National Engineering Week blasts off this month on campus
Space Shuttle astronaut and engineer speaks to Lipscomb and Nashville students on Feb. 23.
Janel Shoun-Smith | 615.966.7078 |
National Engineering Week will be blasting off at Lipscomb Feb. 22- 24 with a popular annual student competition, networking opportunities, a STEM-focused workshop for high school students and a visit by a three-time astronaut who logged over 673 hours in space.
Dr. Jan Davis, senior technical fellow at Bastion Technologies, former astronaut and aerospace senior executive, will speak to both Lipscomb students and 100 local Nashville high school students as part of Lipscomb’s “Rocket into Engineering” event, featuring hands-on engineering activities throughout the day facilitated by Lipscomb college students and professional engineers.
Nashville's professional section of the Society of Women Engineers and the Lipscomb Rocketry team will lead the activities for students, including a paper helicopter activity to demonstrate the physics of flight.

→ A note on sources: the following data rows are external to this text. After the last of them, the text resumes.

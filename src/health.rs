//! `GET /healthz`: the cache is healthy when both the object store and the
//! upstream registry answer.

use std::sync::Arc;

use axum::Json;
use axum::extract::State;
use axum::http::StatusCode;
use axum::response::IntoResponse;
use serde::Serialize;

use crate::config::Config;
use crate::storage::ObjectStore;

/// Key probed by the store check.  It does not need to exist.
const PROBE_KEY: &str = ".modelcache-healthz";

#[derive(Debug, Serialize)]
pub struct HealthResponse {
    pub status: HealthStatus,
    pub checks: HealthChecks,
}

#[derive(Debug, Clone, Copy, PartialEq, Eq, Serialize)]
#[serde(rename_all = "lowercase")]
pub enum HealthStatus {
    Ok,
    Degraded,
}

#[derive(Debug, Serialize)]
pub struct HealthChecks {
    pub store: CheckResult,
    pub upstream: CheckResult,
}

impl HealthChecks {
    fn status(&self) -> HealthStatus {
        if self.store.ok && self.upstream.ok {
            HealthStatus::Ok
        } else {
            HealthStatus::Degraded
        }
    }
}

#[derive(Debug, Serialize)]
pub struct CheckResult {
    pub ok: bool,
    #[serde(skip_serializing_if = "Option::is_none")]
    pub detail: Option<String>,
}

impl CheckResult {
    fn healthy() -> Self {
        Self {
            ok: true,
            detail: None,
        }
    }

    fn unhealthy(detail: impl Into<String>) -> Self {
        Self {
            ok: false,
            detail: Some(detail.into()),
        }
    }
}

/// What the health handler needs from `AppState`.
#[derive(Clone)]
pub struct HealthState {
    pub config: Arc<Config>,
    pub store: Arc<dyn ObjectStore>,
    /// Must not follow redirects.
    pub http_client: reqwest::Client,
}

// ---------------------------------------------------------------------------
// Checks
// ---------------------------------------------------------------------------

async fn check_store(store: &dyn ObjectStore, bucket: &str) -> CheckResult {
    match store.exists(bucket, PROBE_KEY).await {
        Ok(_) => CheckResult::healthy(),
        Err(e) => CheckResult::unhealthy(format!("store probe failed: {e:#}")),
    }
}

/// A registry answers `/v2/` with 200 or with a 401 auth challenge; either
/// means it is reachable.
async fn check_upstream(client: &reqwest::Client, upstream_base: &str) -> CheckResult {
    let url = format!("{upstream_base}/v2/");
    match client.head(&url).send().await {
        Ok(resp)
            if resp.status().is_success()
                || resp.status().is_redirection()
                || resp.status() == reqwest::StatusCode::UNAUTHORIZED =>
        {
            CheckResult::healthy()
        }
        Ok(resp) => CheckResult::unhealthy(format!("registry answered {}", resp.status())),
        Err(e) => CheckResult::unhealthy(format!("registry unreachable: {e}")),
    }
}

/// Returns 200 when every check passes, 503 otherwise.
pub async fn health_handler(State(state): State<HealthState>) -> impl IntoResponse {
    let (store, upstream) = tokio::join!(
        check_store(state.store.as_ref(), &state.config.storage.bucket),
        check_upstream(&state.http_client, state.config.registry.upstream_base()),
    );

    let checks = HealthChecks { store, upstream };
    let status = checks.status();
    let code = match status {
        HealthStatus::Ok => StatusCode::OK,
        HealthStatus::Degraded => StatusCode::SERVICE_UNAVAILABLE,
    };

    (code, Json(HealthResponse { status, checks }))
}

Students from Overton Engineering Academy, Goodpasture High School, Hillsboro STEM and Lipscomb Academy are expected to attend.
“In our senior design rocket project, we have specific guidelines for how long our rocket can take to descend, so we're giving the students a limited amount of supplies and a goal to have their paper helicopter have as long a descent time as possible,” said Brendan Nee, the assistant project manager for the Lipscomb student rocket team, which competes annually in the NASA University Student Launch Initiative. “This gives them space to exercise their creativity in a limited timeframe with limited supplies, just as our team does in college.”
“This activity aims to help the students exercise creativity and problem solving. They have the option to follow the instructions directly, but those that think outside the box will likely succeed,” Nee said.
The college’s rocket team will also lead outreach for Engineering Week at Metropolitan Nashville Public Schools’ Whitsitt Elementary. The team was chosen to lead Lipscomb’s E-Week events for school-age children because “ideas are most persuasive coming from a near-peer, a young engineering student,” said David Elrod, dean of the Raymond B. Jones College of Engineering.
“It's peer pressure in the best way, to say, if I can do it, you can too. That influence, that role modeling is far more impactful coming from our emerging engineers,” he said. The day’s events are designed to let youngsters know that engineers are creative problem solvers and make a difference in the world and shape the future.
Guest speaker Davis was a Space Shuttle astronaut who flew into space on STS-85 in 1997 as the Payload Commander, on STS-60 in 1994 with the first Russian on the Space Shuttle, and on STS-47 with the first Japanese on the Space Shuttle.
Davis’ technical background is in structural analysis having started her aerospace career at Marshall Space Flight Center (MSFC) on the Hubble Space Telescope. Following the Challenger accident in 1986, she led the team who redesigned the Space Shuttle Solid Rocket Booster External Tank Attach Ring.
Before leaving the government, Davis was a senior executive service (SES) for three organizations: leading NASA's efforts to safely return the Space Shuttle to flight in 2005, leading the organization at MSFC for the hardware and flight operations for the International Space Station, and leading independent technical assessments for NASA's safety organization.
In other Engineering Week events, on Tuesday, Feb. 22, Lipscomb University’s annual Day of Giving, students will hold the second Rocket Car Rally, an event that was revived at last year’s E-Week. The rally is an outdoor race for pinewood derby cars decked out with model rocket engines.
This year’s derby will be held at 4:30 p.m. in front of the Fields Engineering Center and will feature an especially-designed start light that the junior signal processing class in electrical and computer engineering built in the fall semester.
Finally, on Thursday, Feb. 24, the college will host the Nashville chapter of the American Society of Heating, Refrigeration and Air Conditioning Engineers (ASHRAE) for a free networking night. Typically, about 12 HVAC companies from throughout Middle Tennessee participate to meet engineering students and professors from Lipscomb, Tennessee Tech and Tennessee State University.